| TASK DESCRIPTION |
Give the entries again, exactly as written.

| INPUT DATA |
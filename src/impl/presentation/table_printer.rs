use crate::{
    domain::logic::report_table::ReportTable,
    entities::{Alignment, ReportViewConfig, ValueFormatter},
    presentation::csv_exporter::LINE_ITEM_HEADER,
};

const EXPANDED_MARKER: &str = "[-]";
const COLLAPSED_MARKER: &str = "[+]";
const LEAF_MARKER: &str = " · ";

/// Narrowest label column left after indentation before wrapping gives up
/// on fitting into 'label_width'.
const MIN_WRAP_WIDTH: usize = 8;

pub(crate) struct TablePrinter {
    label_width: usize,
    column_width: usize,
    indent_width: usize,
}

impl TablePrinter {
    pub(crate) fn new(config: &ReportViewConfig) -> Self {
        Self {
            label_width: config.label_width,
            column_width: config.column_width,
            indent_width: config.indent_width,
        }
    }

    /// Renders the rows currently visible in `table`, one line per row (more
    /// if a label wraps), under a header of column labels.
    pub(crate) fn print_table<F>(&self, table: &ReportTable, formatter: &F) -> String
    where
        F: ValueFormatter + ?Sized,
    {
        let mut output = String::new();

        let header: Vec<(String, Alignment)> = table
            .columns()
            .iter()
            .map(|c| (c.label.clone(), c.alignment()))
            .collect();
        self.print_line(&mut output, LINE_ITEM_HEADER, &header);

        for entry in table.visible_rows() {
            let marker = if !entry.row.has_children() {
                LEAF_MARKER
            } else if table.is_expanded(&entry.row.key) {
                EXPANDED_MARKER
            } else {
                COLLAPSED_MARKER
            };
            let prefix = format!(
                "{}{} ",
                " ".repeat(entry.depth * self.indent_width),
                marker
            );
            let prefix_len = prefix.chars().count();
            let wrap_width = self
                .label_width
                .saturating_sub(prefix_len)
                .max(MIN_WRAP_WIDTH);
            let wrapped = textwrap::wrap(&entry.row.label, wrap_width);

            let cells: Vec<(String, Alignment)> = table
                .cells(entry.row, formatter)
                .into_iter()
                .zip(table.columns().iter().map(|c| c.alignment()))
                .collect();

            let first = wrapped.first().map(|l| l.to_string()).unwrap_or_default();
            self.print_line(&mut output, &format!("{}{}", prefix, first), &cells);
            for line in wrapped.iter().skip(1) {
                output.push_str(&format!("{}{}\n", " ".repeat(prefix_len), line));
            }
        }

        output
    }

    fn print_line(&self, output: &mut String, label: &str, cells: &[(String, Alignment)]) {
        let mut line = format!("{:<width$}", label, width = self.label_width);
        for (cell, alignment) in cells {
            line.push(' ');
            match alignment {
                Alignment::Left => {
                    line.push_str(&format!("{:<width$}", cell, width = self.column_width))
                }
                Alignment::Right => {
                    line.push_str(&format!("{:>width$}", cell, width = self.column_width))
                }
            }
        }
        output.push_str(line.trim_end());
        output.push('\n');
    }
}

| YOUR SOLUTION |
filename src/impl/presentation/table_printer.rs
use crate::{
    domain::logic::report_table::ReportTable,
    entities::{Alignment, ReportViewConfig, ValueFormatter},
    presentation::csv_exporter::LINE_ITEM_HEADER,
};

const EXPANDED_MARKER: &str = "[-]";
const COLLAPSED_MARKER: &str = "[+]";
const LEAF_MARKER: &str = " · ";

/// Narrowest label column left after indentation before wrapping gives up
/// on fitting into 'label_width'.
const MIN_WRAP_WIDTH: usize = 8;

pub(crate) struct TablePrinter {
    label_width: usize,
    column_width: usize,
    indent_width: usize,
}

impl TablePrinter {
    pub(crate) fn new(config: &ReportViewConfig) -> Self {
        Self {
            label_width: config.label_width,
            column_width: config.column_width,
            indent_width: config.indent_width,
        }
    }

    /// Renders the rows currently visible in `table`, one line per row (more
    /// if a label wraps), under a header of column labels.
    pub(crate) fn print_table<F>(&self, table: &ReportTable, formatter: &F) -> String
    where
        F: ValueFormatter + ?Sized,
    {
        let mut output = String::new();

        let header: Vec<(String, Alignment)> = table
            .columns()
            .iter()
            .map(|c| (c.label.clone(), c.alignment()))
            .collect();
        self.print_line(&mut output, LINE_ITEM_HEADER, &header);

        for entry in table.visible_rows() {
            let marker = if !entry.row.has_children() {
                LEAF_MARKER
            } else if table.is_expanded(&entry.row.key) {
                EXPANDED_MARKER
            } else {
                COLLAPSED_MARKER
            };
            let prefix = format!(
                "{}{} ",
                " ".repeat(entry.depth * self.indent_width),
                marker
            );
            let prefix_len = prefix.chars().count();
            let wrap_width = self
                .label_width
                .saturating_sub(prefix_len)
                .max(MIN_WRAP_WIDTH);
            let wrapped = textwrap::wrap(&entry.row.label, wrap_width);

            let cells: Vec<(String, Alignment)> = table
                .cells(entry.row, formatter)
                .into_iter()
                .zip(table.columns().iter().map(|c| c.alignment()))
                .collect();

            let first = wrapped.first().map(|l| l.to_string()).unwrap_or_default();
            self.print_line(&mut output, &format!("{}{}", prefix, first), &cells);
            for line in wrapped.iter().skip(1) {
                output.push_str(&format!("{}{}\n", " ".repeat(prefix_len), line));
            }
        }

        output
    }

    fn print_line(&self, output: &mut String, label: &str, cells: &[(String, Alignment)]) {
        let mut line = format!("{:<width$}", label, width = self.label_width);
        for (cell, alignment) in cells {
            line.push(' ');
            match alignment {
                Alignment::Left => {
                    line.push_str(&format!("{:<width$}", cell, width = self.column_width))
                }
                Alignment::Right => {
                    line.push_str(&format!("{:>width$}", cell, width = self.column_width))
                }
            }
        }
        output.push_str(line.trim_end());
        output.push('\n');
    }
}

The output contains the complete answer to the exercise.